Two years before his disappearance, Dunlop completed a trans-Atlantic crossing in his fiberglass Wind’s Will, setting a world’s record for a solo eastbound crossing in the smallest boat. He had left from Portland, Maine, on June 13 and landed in Falmouth, England, in late August. Sailing in the days before widespread use of GPS, he used only a $16 sextant for navigation. His boat had a radio, but no backup engine.

That death-defying journey included a gale that was so severe he had to harness himself to the boat’s 12-foot mast in order to avoid being swept overboard. Much of Dunlop’s food was ruined because seawater rusted cans and contaminated the contents.

His sometimes-harrowing 78-day journey completed, the bearded and wobbly-legged Dunlop was met by his wife and mother, and given a hero’s welcome at a local hotel.

Back in Maine, he was honored with a parade in his hometown on Sept. 25, 1982. Even the governor, Joseph Brennan, turned out to give a speech.

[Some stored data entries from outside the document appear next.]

//! Serializable camera intrinsic parameters.
//!
//! Calibration state is persisted as a small JSON document with an explicit
//! schema: a `type` discriminant naming the variant plus that variant's named
//! fields. The discriminant string and the field names are part of the
//! on-disk format — existing archives must stay readable, so neither may
//! change.
//!
//! ## Format
//!
//! ```json
//! {
//!   "type": "pinhole",
//!   "width": 1920,
//!   "height": 1080,
//!   "focal_length": 1500.5,
//!   "principal_point": [960.0, 540.0]
//! }
//! ```

use serde::{Deserialize, Serialize};
use std::fs;
use std::path::Path;
use thiserror::Error;
use tracing::debug;

use crate::{CameraIntrinsic, CameraModelError, PinholeIntrinsic};

/// Errors that can occur while saving or loading calibration files.
#[derive(Error, Debug)]
pub enum ConfigError {
    #[error("IO error: {0}")]
    Io(#[from] std::io::Error),

    #[error("Archive error: {0}")]
    Archive(#[from] serde_json::Error),

    #[error("Invalid camera parameters: {0}")]
    Model(#[from] CameraModelError),
}

/// Serializable parameter record, one variant per camera model kind.
///
/// Deserializing dispatches on the `type` tag, so a polymorphic loader can
/// reconstruct the right variant without out-of-band information.
#[derive(Debug, Clone, PartialEq, Serialize, Deserialize)]
#[serde(tag = "type", rename_all = "snake_case")]
pub enum IntrinsicConfig {
    /// Single-focal pinhole without distortion.
    Pinhole {
        width: u32,
        height: u32,
        focal_length: f64,
        principal_point: [f64; 2],
    },
}

impl IntrinsicConfig {
    /// Reconstructs the concrete camera model described by this record.
    ///
    /// Validation happens here rather than in the model constructors: a load
    /// either yields a fully usable model or fails, it never produces a
    /// partially-initialized one.
    ///
    /// # Errors
    ///
    /// [`CameraModelError::InvalidFocalLength`] for a zero or non-finite
    /// focal length, [`CameraModelError::PrincipalPointMustBeFinite`] for a
    /// non-finite principal point.
    pub fn build(&self) -> Result<Box<dyn CameraIntrinsic>, CameraModelError> {
        match *self {
            IntrinsicConfig::Pinhole {
                width,
                height,
                focal_length,
                principal_point,
            } => {
                if focal_length == 0.0 || !focal_length.is_finite() {
                    return Err(CameraModelError::InvalidFocalLength);
                }
                if !principal_point[0].is_finite() || !principal_point[1].is_finite() {
                    return Err(CameraModelError::PrincipalPointMustBeFinite);
                }
                Ok(Box::new(PinholeIntrinsic::new(
                    width,
                    height,
                    focal_length,
                    principal_point[0],
                    principal_point[1],
                )))
            }
        }
    }
}

/// Saves a camera model's calibration state as a JSON file.
pub fn save_intrinsic(path: impl AsRef<Path>, model: &dyn CameraIntrinsic) -> Result<(), ConfigError> {
    let json = serde_json::to_string_pretty(&model.config())?;
    fs::write(path.as_ref(), json)?;
    debug!(
        "Saved {} intrinsic to {}",
        model.kind().name(),
        path.as_ref().display()
    );
    Ok(())
}

/// Loads a camera model from a JSON calibration file.
///
/// # Errors
///
/// Missing or malformed fields, an unknown `type` discriminant, and invalid
/// parameter values all propagate as [`ConfigError`]; the failure is local to
/// this one record.
pub fn load_intrinsic(path: impl AsRef<Path>) -> Result<Box<dyn CameraIntrinsic>, ConfigError> {
    let contents = fs::read_to_string(path.as_ref())?;
    let config: IntrinsicConfig = serde_json::from_str(&contents)?;
    let model = config.build()?;
    debug!(
        "Loaded {} intrinsic from {}",
        model.kind().name(),
        path.as_ref().display()
    );
    Ok(model)
}

#[cfg(test)]
mod tests {
    use super::*;
    use crate::IntrinsicKind;

    #[test]
    fn test_config_serializes_with_stable_schema() {
        let cam = PinholeIntrinsic::new(1920, 1080, 1500.5, 960.0, 540.0);
        let json = serde_json::to_value(cam.config()).unwrap();

        assert_eq!(json["type"], "pinhole");
        assert_eq!(json["width"], 1920);
        assert_eq!(json["height"], 1080);
        assert_eq!(json["focal_length"], 1500.5);
        assert_eq!(json["principal_point"][0], 960.0);
        assert_eq!(json["principal_point"][1], 540.0);
    }

    #[test]
    fn test_build_reconstructs_pinhole() {
        let config: IntrinsicConfig = serde_json::from_str(
            r#"{
                "type": "pinhole",
                "width": 800,
                "height": 600,
                "focal_length": 1000.0,
                "principal_point": [400.0, 300.0]
            }"#,
        )
        .unwrap();

        let model = config.build().unwrap();
        assert_eq!(model.kind(), IntrinsicKind::Pinhole);
        assert_eq!(model.width(), 800);
        assert_eq!(model.height(), 600);
        assert_eq!(
            model.params(),
            nalgebra::DVector::from_vec(vec![1000.0, 400.0, 300.0])
        );
    }

    #[test]
    fn test_unknown_discriminant_is_rejected() {
        let result: Result<IntrinsicConfig, _> = serde_json::from_str(
            r#"{"type": "spherical", "width": 10, "height": 10}"#,
        );
        assert!(result.is_err());
    }

    #[test]
    fn test_missing_field_is_rejected() {
        let result: Result<IntrinsicConfig, _> = serde_json::from_str(
            r#"{"type": "pinhole", "width": 800, "height": 600, "focal_length": 1000.0}"#,
        );
        assert!(result.is_err());
    }

    #[test]
    fn test_zero_focal_length_fails_to_build() {
        let config = IntrinsicConfig::Pinhole {
            width: 800,
            height: 600,
            focal_length: 0.0,
            principal_point: [400.0, 300.0],
        };
        assert_eq!(
            config.build().unwrap_err(),
            CameraModelError::InvalidFocalLength
        );
    }

    #[test]
    fn test_non_finite_principal_point_fails_to_build() {
        let config = IntrinsicConfig::Pinhole {
            width: 800,
            height: 600,
            focal_length: 1000.0,
            principal_point: [f64::NAN, 300.0],
        };
        assert_eq!(
            config.build().unwrap_err(),
            CameraModelError::PrincipalPointMustBeFinite
        );
    }
}
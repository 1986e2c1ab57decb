//! live-mic - stream microphone audio to a Gemini Live session.
//!
//! Captures fixed-size PCM frames from the default input device, forwards
//! them over a live duplex session, and records the model's streamed audio
//! replies to a WAV file while logging any text replies.

mod audio;
mod config;
mod driver;
mod session;
mod sink;

use std::sync::Arc;

use anyhow::{Context, Result};
use tokio::signal;
use tokio_util::sync::CancellationToken;
use tracing::{error, info};
use tracing_subscriber::EnvFilter;
use tracing_subscriber::fmt::time::LocalTime;

use audio::Capturer;
use config::AppConfig;
use driver::SessionDriver;
use session::{GeminiLiveSession, SessionConfig};
use sink::ResponseSink;

/// Wait for a shutdown signal (Ctrl+C or SIGTERM) and cancel the token.
async fn wait_for_shutdown(shutdown: CancellationToken) {
    tokio::select! {
        _ = signal::ctrl_c() => {
            info!("Received Ctrl+C, shutting down...");
        }
        _ = async {
            #[cfg(unix)]
            {
                let mut sigterm = signal::unix::signal(signal::unix::SignalKind::terminate())
                    .expect("Failed to register SIGTERM handler");
                sigterm.recv().await;
            }
            #[cfg(not(unix))]
            {
                std::future::pending::<()>().await;
            }
        } => {
            info!("Received SIGTERM, shutting down...");
        }
    }

    shutdown.cancel();
}

#[tokio::main]
async fn main() -> Result<()> {
    let config = AppConfig::from_args();

    // Respect RUST_LOG env var, fall back to the verbose flag, default to info
    let filter = EnvFilter::try_from_default_env()
        .or_else(|_| if config.verbose { EnvFilter::try_new("debug") } else { EnvFilter::try_new("info") })
        .unwrap();

    tracing_subscriber::fmt()
        .with_env_filter(filter)
        .with_target(false)
        .with_timer(LocalTime::new(time::macros::format_description!("[hour]:[minute]:[second]")))
        .init();

    info!("🎤 live-mic v{}", env!("CARGO_PKG_VERSION"));

    if let Err(e) = config.validate() {
        error!("Configuration error: {}", e);
        std::process::exit(1);
    }
    config.log_config();

    let session_config = SessionConfig::audio(config.sample_rate, config.language.clone());
    let session = GeminiLiveSession::connect(&config.api_key, &config.model, session_config)
        .await
        .context("Failed to open live session")?;

    let sink = ResponseSink::open(&config.output, config.output_sample_rate)?;
    let (capturer, frames) = Capturer::start(config.sample_rate, config.frame_samples)?;

    info!("Recording from microphone... Press Ctrl+C to stop.");

    let shutdown = CancellationToken::new();
    tokio::spawn(wait_for_shutdown(shutdown.clone()));

    SessionDriver::new(Arc::new(session), sink).run(frames, capturer, shutdown).await?;

    info!("✅ Session finished");
    Ok(())
}
#[cfg(test)]
mod tests {
    use super::*;

    use std::collections::VecDeque;
    use std::sync::Mutex as StdMutex;
    use std::sync::atomic::{AtomicUsize, Ordering};
    use std::time::Duration;

    use async_trait::async_trait;
    use hound::WavReader;

    /// Scripted session: records every send, replays a fixed inbound sequence.
    struct MockSession {
        sent: StdMutex<Vec<(Vec<u8>, bool)>>,
        inbound: tokio::sync::Mutex<VecDeque<Result<InboundResponse, SessionError>>>,
        /// When true, an exhausted inbound queue blocks forever instead of
        /// ending the sequence (models a session kept open by the remote end).
        hold_open: bool,
    }

    impl MockSession {
        fn new(inbound: Vec<Result<InboundResponse, SessionError>>, hold_open: bool) -> Self {
            Self {
                sent: StdMutex::new(Vec::new()),
                inbound: tokio::sync::Mutex::new(inbound.into()),
                hold_open,
            }
        }

        fn sent(&self) -> Vec<(Vec<u8>, bool)> {
            self.sent.lock().unwrap().clone()
        }
    }

    #[async_trait]
    impl LiveSession for MockSession {
        async fn send_audio(&self, pcm: Vec<u8>, end_of_turn: bool) -> Result<(), SessionError> {
            self.sent.lock().unwrap().push((pcm, end_of_turn));
            Ok(())
        }

        async fn next_response(&self) -> Result<Option<InboundResponse>, SessionError> {
            let popped = self.inbound.lock().await.pop_front();
            match popped {
                Some(item) => item.map(Some),
                None if self.hold_open => std::future::pending().await,
                None => Ok(None),
            }
        }

        async fn close(&self) -> Result<(), SessionError> {
            Ok(())
        }
    }

    struct FakeDevice {
        releases: Arc<AtomicUsize>,
    }

    impl CaptureDevice for FakeDevice {
        fn release(&mut self) {
            self.releases.fetch_add(1, Ordering::SeqCst);
        }
    }

    fn fake_device() -> (FakeDevice, Arc<AtomicUsize>) {
        let releases = Arc::new(AtomicUsize::new(0));
        (FakeDevice { releases: releases.clone() }, releases)
    }

    fn open_sink(dir: &tempfile::TempDir) -> (ResponseSink, std::path::PathBuf) {
        let path = dir.path().join("response.wav");
        (ResponseSink::open(&path, 24000).unwrap(), path)
    }

    #[tokio::test]
    async fn test_text_is_logged_and_audio_appended_in_order() {
        let dir = tempfile::tempdir().unwrap();
        let (sink, path) = open_sink(&dir);

        let session = Arc::new(MockSession::new(
            vec![
                Ok(InboundResponse::Text("hi".to_string())),
                Ok(InboundResponse::Audio(vec![0x01, 0x02])),
                Ok(InboundResponse::Audio(vec![0x03, 0x04])),
            ],
            false,
        ));
        let (_frame_tx, frame_rx) = mpsc::channel::<AudioFrame>(8);
        drop(_frame_tx);
        let (device, releases) = fake_device();

        SessionDriver::new(session.clone(), sink)
            .run(frame_rx, device, CancellationToken::new())
            .await
            .unwrap();

        // Audio arrived byte-for-byte, in order; the text response never did
        let reader = WavReader::open(&path).unwrap();
        let samples: Vec<i16> = reader.into_samples().map(Result::unwrap).collect();
        assert_eq!(samples, vec![i16::from_le_bytes([0x01, 0x02]), i16::from_le_bytes([0x03, 0x04])]);

        // Only the end-of-turn cleanup send happened (no frames were captured)
        assert_eq!(session.sent(), vec![(Vec::new(), true)]);
        assert_eq!(releases.load(Ordering::SeqCst), 1);
    }

    #[tokio::test]
    async fn test_cancellation_after_frames_sends_one_end_of_turn() {
        let dir = tempfile::tempdir().unwrap();
        let (sink, _path) = open_sink(&dir);

        let session = Arc::new(MockSession::new(Vec::new(), true));
        let (frame_tx, frame_rx) = mpsc::channel::<AudioFrame>(8);
        let (device, releases) = fake_device();
        let shutdown = CancellationToken::new();

        let driver = SessionDriver::new(session.clone(), sink);
        let handle = tokio::spawn(driver.run(frame_rx, device, shutdown.clone()));

        for i in 0..3u8 {
            frame_tx.send(AudioFrame::new(vec![i, i, i, i])).await.unwrap();
        }
        // Let the pump forward all three frames before cancelling
        tokio::time::sleep(Duration::from_millis(50)).await;
        shutdown.cancel();
        shutdown.cancel(); // repeated cancellation must not double anything

        handle.await.unwrap().unwrap();

        let sent = session.sent();
        assert_eq!(sent.len(), 4);
        for (i, (pcm, end_of_turn)) in sent.iter().take(3).enumerate() {
            assert_eq!(pcm, &vec![i as u8; 4]);
            assert!(!end_of_turn);
        }
        assert_eq!(sent[3], (Vec::new(), true));
        assert_eq!(releases.load(Ordering::SeqCst), 1);
    }

    #[tokio::test]
    async fn test_driver_waits_for_pump_cleanup_when_inbound_ends_first() {
        let dir = tempfile::tempdir().unwrap();
        let (sink, _path) = open_sink(&dir);

        // Inbound sequence ends immediately while the pump is still live
        let session = Arc::new(MockSession::new(Vec::new(), false));
        let (frame_tx, frame_rx) = mpsc::channel::<AudioFrame>(8);
        let (device, releases) = fake_device();

        SessionDriver::new(session.clone(), sink)
            .run(frame_rx, device, CancellationToken::new())
            .await
            .unwrap();
        drop(frame_tx);

        // run() must not have returned before the cleanup send and release
        assert_eq!(session.sent(), vec![(Vec::new(), true)]);
        assert_eq!(releases.load(Ordering::SeqCst), 1);
    }

    #[tokio::test]
    async fn test_inbound_transport_error_is_fatal_but_still_drains() {
        let dir = tempfile::tempdir().unwrap();
        let (sink, _path) = open_sink(&dir);

        let session = Arc::new(MockSession::new(
            vec![
                Ok(InboundResponse::Audio(vec![0x01, 0x02])),
                Err(SessionError::Transport("socket reset".to_string())),
            ],
            false,
        ));
        let (_frame_tx, frame_rx) = mpsc::channel::<AudioFrame>(8);
        drop(_frame_tx);
        let (device, releases) = fake_device();

        let result = SessionDriver::new(session.clone(), sink).run(frame_rx, device, CancellationToken::new()).await;

        assert!(result.is_err());
        // Cleanup still ran on the failure path
        assert_eq!(session.sent(), vec![(Vec::new(), true)]);
        assert_eq!(releases.load(Ordering::SeqCst), 1);
    }

    #[tokio::test]
    async fn test_unknown_signals_are_dropped() {
        let dir = tempfile::tempdir().unwrap();
        let (sink, path) = open_sink(&dir);

        let session = Arc::new(MockSession::new(
            vec![
                Ok(InboundResponse::Other),
                Ok(InboundResponse::Audio(vec![0x05, 0x06])),
                Ok(InboundResponse::Other),
            ],
            false,
        ));
        let (_frame_tx, frame_rx) = mpsc::channel::<AudioFrame>(8);
        drop(_frame_tx);
        let (device, _releases) = fake_device();

        SessionDriver::new(session, sink).run(frame_rx, device, CancellationToken::new()).await.unwrap();

        let reader = WavReader::open(&path).unwrap();
        let samples: Vec<i16> = reader.into_samples().map(Result::unwrap).collect();
        assert_eq!(samples, vec![i16::from_le_bytes([0x05, 0x06])]);
    }

    #[tokio::test]
    async fn test_release_completes_with_producer_blocked_on_full_channel() {
        // A session slow enough to apply backpressure: the bounded frame
        // channel fills and the producer thread parks in blocking_send,
        // exactly where the capture assembly thread sits under load.
        struct SlowSession {
            sent: StdMutex<Vec<(Vec<u8>, bool)>>,
        }

        #[async_trait]
        impl LiveSession for SlowSession {
            async fn send_audio(&self, pcm: Vec<u8>, end_of_turn: bool) -> Result<(), SessionError> {
                tokio::time::sleep(Duration::from_millis(20)).await;
                self.sent.lock().unwrap().push((pcm, end_of_turn));
                Ok(())
            }
            async fn next_response(&self) -> Result<Option<InboundResponse>, SessionError> {
                std::future::pending().await
            }
            async fn close(&self) -> Result<(), SessionError> {
                Ok(())
            }
        }

        // Like Capturer, release() joins the producer thread; the join can
        // only finish once the frame channel has been closed under it.
        struct JoiningDevice {
            producer: Option<std::thread::JoinHandle<()>>,
            releases: Arc<AtomicUsize>,
        }

        impl CaptureDevice for JoiningDevice {
            fn release(&mut self) {
                if let Some(handle) = self.producer.take() {
                    handle.join().unwrap();
                }
                self.releases.fetch_add(1, Ordering::SeqCst);
            }
        }

        let dir = tempfile::tempdir().unwrap();
        let (sink, _path) = open_sink(&dir);

        let (frame_tx, frame_rx) = mpsc::channel::<AudioFrame>(2);
        let producer = std::thread::spawn(move || {
            while frame_tx.blocking_send(AudioFrame::new(vec![0; 4])).is_ok() {}
        });

        let releases = Arc::new(AtomicUsize::new(0));
        let device = JoiningDevice {
            producer: Some(producer),
            releases: releases.clone(),
        };
        let session = Arc::new(SlowSession { sent: StdMutex::new(Vec::new()) });
        let shutdown = CancellationToken::new();

        let handle = tokio::spawn(SessionDriver::new(session.clone(), sink).run(frame_rx, device, shutdown.clone()));

        // Give the channel time to fill behind the slow sends
        tokio::time::sleep(Duration::from_millis(100)).await;
        shutdown.cancel();

        tokio::time::timeout(Duration::from_secs(4), handle)
            .await
            .expect("driver must complete after cancellation")
            .unwrap()
            .unwrap();

        assert_eq!(releases.load(Ordering::SeqCst), 1);
        let sent = session.sent.lock().unwrap().clone();
        assert_eq!(sent.last(), Some(&(Vec::new(), true)));
    }

    #[tokio::test]
    async fn test_end_of_turn_on_closed_session_is_a_noop() {
        // Session that rejects every send with Closed: the pump must still
        // finish cleanly and release the device.
        struct ClosedSession;

        #[async_trait]
        impl LiveSession for ClosedSession {
            async fn send_audio(&self, _pcm: Vec<u8>, _end_of_turn: bool) -> Result<(), SessionError> {
                Err(SessionError::Closed)
            }
            async fn next_response(&self) -> Result<Option<InboundResponse>, SessionError> {
                Ok(None)
            }
            async fn close(&self) -> Result<(), SessionError> {
                Ok(())
            }
        }

        let dir = tempfile::tempdir().unwrap();
        let (sink, _path) = open_sink(&dir);
        let (_frame_tx, frame_rx) = mpsc::channel::<AudioFrame>(8);
        drop(_frame_tx);
        let (device, releases) = fake_device();

        SessionDriver::new(Arc::new(ClosedSession), sink)
            .run(frame_rx, device, CancellationToken::new())
            .await
            .unwrap();

        assert_eq!(releases.load(Ordering::SeqCst), 1);
    }
}
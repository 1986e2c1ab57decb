//! WAV response sink.
//!
//! Appends the model's raw PCM audio to a single mono 16-bit WAV file. The
//! sink is an owned resource: opened once before streaming starts and
//! finalized by the driver when the session closes, so the container header
//! is always left consistent.

use std::fs::File;
use std::io::BufWriter;
use std::path::{Path, PathBuf};

use anyhow::{Context, Result};
use hound::{SampleFormat, WavSpec, WavWriter};
use tracing::{debug, info};

pub struct ResponseSink {
    writer: WavWriter<BufWriter<File>>,
    path: PathBuf,
    bytes_written: u64,
}

impl ResponseSink {
    /// Open the output container.
    ///
    /// Appends to an existing WAV at `path` when its format matches,
    /// otherwise creates a new file.
    ///
    /// # Arguments
    /// * `path` - Output file path
    /// * `sample_rate` - Sample rate of the model's audio (24000 for Gemini)
    pub fn open(path: impl AsRef<Path>, sample_rate: u32) -> Result<Self> {
        let path = path.as_ref();
        let spec = WavSpec {
            channels: 1,
            sample_rate,
            bits_per_sample: 16,
            sample_format: SampleFormat::Int,
        };

        let writer = if path.exists() {
            let writer = WavWriter::append(path).with_context(|| format!("Failed to open {} for appending", path.display()))?;
            if writer.spec() != spec {
                anyhow::bail!("Existing file {} has format {:?}, expected {:?}", path.display(), writer.spec(), spec);
            }
            info!("Appending model audio to existing file: {}", path.display());
            writer
        } else {
            info!("Writing model audio to: {}", path.display());
            WavWriter::create(path, spec).with_context(|| format!("Failed to create {}", path.display()))?
        };

        Ok(Self {
            writer,
            path: path.to_path_buf(),
            bytes_written: 0,
        })
    }

    /// Append one audio payload, verbatim, as little-endian 16-bit samples.
    ///
    /// Payloads are trusted to be PCM in the container's format; a trailing
    /// odd byte is ignored.
    pub fn append(&mut self, pcm: &[u8]) -> Result<()> {
        for sample in pcm.chunks_exact(2) {
            self.writer.write_sample(i16::from_le_bytes([sample[0], sample[1]])).context("Failed to append audio sample")?;
        }
        self.bytes_written += (pcm.len() - pcm.len() % 2) as u64;
        debug!("Appended {} bytes of model audio", pcm.len());
        Ok(())
    }

    /// Flush and close the container, patching up the WAV header.
    pub fn finalize(self) -> Result<()> {
        info!("Wrote {} bytes of model audio to {}", self.bytes_written, self.path.display());
        self.writer.finalize().context("Failed to finalize output file")
    }
}

#[cfg(test)]
mod tests {
    use super::*;
    use hound::WavReader;

    #[test]
    fn test_appends_payloads_in_arrival_order() {
        let dir = tempfile::tempdir().unwrap();
        let path = dir.path().join("out.wav");

        let mut sink = ResponseSink::open(&path, 24000).unwrap();
        sink.append(&[0x01, 0x02]).unwrap();
        sink.append(&[0x03, 0x04]).unwrap();
        sink.finalize().unwrap();

        let reader = WavReader::open(&path).unwrap();
        assert_eq!(reader.spec().channels, 1);
        assert_eq!(reader.spec().sample_rate, 24000);
        let samples: Vec<i16> = reader.into_samples().map(Result::unwrap).collect();
        assert_eq!(samples, vec![i16::from_le_bytes([0x01, 0x02]), i16::from_le_bytes([0x03, 0x04])]);
    }

    #[test]
    fn test_reopen_appends_to_existing_file() {
        let dir = tempfile::tempdir().unwrap();
        let path = dir.path().join("out.wav");

        let mut sink = ResponseSink::open(&path, 24000).unwrap();
        sink.append(&[0x01, 0x00]).unwrap();
        sink.finalize().unwrap();

        let mut sink = ResponseSink::open(&path, 24000).unwrap();
        sink.append(&[0x02, 0x00]).unwrap();
        sink.finalize().unwrap();

        let reader = WavReader::open(&path).unwrap();
        let samples: Vec<i16> = reader.into_samples().map(Result::unwrap).collect();
        assert_eq!(samples, vec![1, 2]);
    }

    #[test]
    fn test_rejects_mismatched_existing_format() {
        let dir = tempfile::tempdir().unwrap();
        let path = dir.path().join("out.wav");

        let sink = ResponseSink::open(&path, 24000).unwrap();
        sink.finalize().unwrap();

        assert!(ResponseSink::open(&path, 16000).is_err());
    }

    #[test]
    fn test_trailing_odd_byte_is_ignored() {
        let dir = tempfile::tempdir().unwrap();
        let path = dir.path().join("out.wav");

        let mut sink = ResponseSink::open(&path, 24000).unwrap();
        sink.append(&[0x01, 0x02, 0xFF]).unwrap();
        sink.finalize().unwrap();

        let reader = WavReader::open(&path).unwrap();
        let samples: Vec<i16> = reader.into_samples().map(Result::unwrap).collect();
        assert_eq!(samples, vec![i16::from_le_bytes([0x01, 0x02])]);
    }
}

Hungry for a new challenge, the former truck driver set his sights on a new adventure: circumnavigating the world in Wind’s Will.

He departed from Portland, Maine, on July 31, 1983, and sailed down the Atlantic coast, through the Panama Canal and across the Pacific. Along the way, he ran aground in the Bahamas during a storm, and was mugged during a stopover in Jamaica, The Washington Post said.

In June 1984, he pulled into Aitutaki in the Cook Islands for repairs, according to a Web site set up by Thompson in memory of the brother she calls Billy.

On June 23, 1984, Dunlop’s birthday, he left the Cook Islands bound for Australia on the final Pacific Ocean leg of his 27,000-mile voyage. He is believed to have drowned in a hurricane-force storm two days after leaving the Cook Islands.

His Web site quotes Dunlop before he began his journey as saying, “I’d rather die out there trying than not do it at all.”